Updated November 2013
Genetic engineering, or genetic modification, uses a variety of tools and techniques from biotechnology and bioengineering to modify an organism’s genetic makeup. Transgenics refers to those specific genetic engineering processes that remove genetic material from one species of plant or animal and add it to a different species. Due to the high similarity in genetic sequences for proteins among species, transgenic organisms are able to effectively assimilate and express these trans-genes.
Figure 1: The mule is a common example of a transgenic organism created when a horse and a donkey mate and produce offspring.
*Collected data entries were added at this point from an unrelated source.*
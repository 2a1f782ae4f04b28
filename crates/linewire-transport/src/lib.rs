//! Byte-stream transport for linewire.
//!
//! Provides one interface over the connection-oriented transports an
//! endpoint can run on:
//! - TCP (`tcp`, `tcp4`, `tcp6`)
//! - Unix domain stream sockets (`unix`, Unix targets only)
//!
//! This is the lowest layer of linewire. Everything else builds on top of
//! the [`Stream`] type provided here.

pub mod error;
pub mod listener;
pub mod protocol;
pub mod stream;
pub mod tcp;

#[cfg(unix)]
pub mod uds;

#[cfg(feature = "async")]
pub mod async_io;

pub use error::{Result, TransportError};
pub use listener::{connect, connect_timeout, Listener};
pub use protocol::Protocol;
pub use stream::{Address, Stream};

#[cfg(unix)]
pub use uds::UnixSocket;

#[cfg(feature = "async")]
pub use async_io::{connect_async, AsyncListener, AsyncStream, BoxedReader, BoxedWriter};
use clap::ValueEnum;
use tracing::level_filters::LevelFilter;

#[derive(Copy, Clone, Debug, PartialEq, Eq, ValueEnum)]
pub enum LogFormat {
    Text,
    Json,
}

#[derive(Copy, Clone, Debug, PartialEq, Eq, ValueEnum)]
pub enum LogLevel {
    Off,
    Error,
    Warn,
    Info,
    Debug,
    Trace,
}

impl LogLevel {
    pub fn as_filter(self) -> LevelFilter {
        match self {
            LogLevel::Off => LevelFilter::OFF,
            LogLevel::Error => LevelFilter::ERROR,
            LogLevel::Warn => LevelFilter::WARN,
            LogLevel::Info => LevelFilter::INFO,
            LogLevel::Debug => LevelFilter::DEBUG,
            LogLevel::Trace => LevelFilter::TRACE,
        }
    }
}

/// Install the stderr subscriber. Stdout is reserved for received frames.
pub fn init_logging(format: LogFormat, level: LogLevel) {
    // Decode loops run on named threads; keep the name in every event.
    let builder = tracing_subscriber::fmt()
        .with_writer(std::io::stderr)
        .with_max_level(level.as_filter())
        .with_ansi(false)
        .with_target(false)
        .with_thread_names(true);

    match format {
        LogFormat::Text => {
            let _ = builder.try_init();
        }
        LogFormat::Json => {
            let _ = builder.json().try_init();
        }
    }
}
//! Error taxonomy for authentication flows.

use thiserror::Error;

/// Errors surfaced by the flow controller and session manager.
///
/// Input errors (`InvalidEmail`, `InvalidPhoneNumber`,
/// `InvalidVerificationCode`) are resolved locally and never reach the
/// network. Server-class errors are kept distinct because callers render
/// them differently (modal dialog vs. inline field error); see
/// [`AuthError::is_server_error`].
#[derive(Debug, Error, Clone, PartialEq, Eq)]
pub enum AuthError {
    /// The supplied email address is not syntactically valid.
    #[error("invalid email address")]
    InvalidEmail,

    /// The supplied phone number is not syntactically valid.
    #[error("invalid phone number")]
    InvalidPhoneNumber,

    /// The supplied verification code is not six numeric digits.
    #[error("invalid verification code")]
    InvalidVerificationCode,

    /// The identifier is available but signup is not permitted.
    #[error("signup is not allowed")]
    SignupForbidden,

    /// Transport-level failure (connectivity, timeout).
    #[error("network error: {error}")]
    NetworkError {
        /// Description of the transport failure.
        error: String,
    },

    /// The endpoint returned a failure outside input validation.
    #[error("server error ({code}): {error}")]
    ServerError {
        /// HTTP-equivalent status code reported by the endpoint.
        code: u16,
        /// Response body or failure description.
        error: String,
    },

    /// The requested operation is not valid in the current flow state.
    #[error("invalid state: {reason}")]
    InvalidState {
        /// What the operation expected and what it found.
        reason: String,
    },

    /// The in-flight operation was cancelled by the caller.
    #[error("operation cancelled")]
    Cancelled,

    /// A persistence commit failed.
    #[error("storage error: {error}")]
    Storage {
        /// Description of the failed commit.
        error: String,
    },
}

impl AuthError {
    /// Whether this error is server-class: not attributable to user input,
    /// so callers should render it as a dialog rather than an inline field
    /// error.
    #[must_use]
    pub const fn is_server_error(&self) -> bool {
        matches!(
            self,
            Self::NetworkError { .. } | Self::ServerError { .. } | Self::Storage { .. }
        )
    }
}

impl From<authkit_store::StorageError> for AuthError {
    fn from(error: authkit_store::StorageError) -> Self {
        Self::Storage {
            error: error.to_string(),
        }
    }
}

#[cfg(test)]
mod tests {
    use super::*;

    #[test]
    fn test_server_error_classification() {
        assert!(AuthError::NetworkError {
            error: "timeout".into()
        }
        .is_server_error());
        assert!(AuthError::ServerError {
            code: 503,
            error: "unavailable".into()
        }
        .is_server_error());

        assert!(!AuthError::InvalidEmail.is_server_error());
        assert!(!AuthError::InvalidPhoneNumber.is_server_error());
        assert!(!AuthError::InvalidVerificationCode.is_server_error());
        assert!(!AuthError::SignupForbidden.is_server_error());
        assert!(!AuthError::Cancelled.is_server_error());
    }
}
Image courtesy Wade B. Worthen, Furman University, Biology Department.
The process of creating a transgene begins by isolating the gene of interest from a donor organism or selecting for purchase any of the thousands of known genes from massive online genomic databases. Once the gene is obtained, it is usually altered so it can function more effectively or be expressed more readily in the host organism. That gene is then combined with other genetic elements and introduced into a second organism (the host), at which point it’s known as a transgene. A transgenic organism is further defined as one that contains a transgene introduced by technological methods rather than through selective breeding. Hybrids are transgenic organisms created when reproductive cells from two species combine to form a single embryo (e.g., a mule is the offspring of a horse and a donkey); on the other hand, chimeras are created by artificially combining genetic material from two organisms into a single species.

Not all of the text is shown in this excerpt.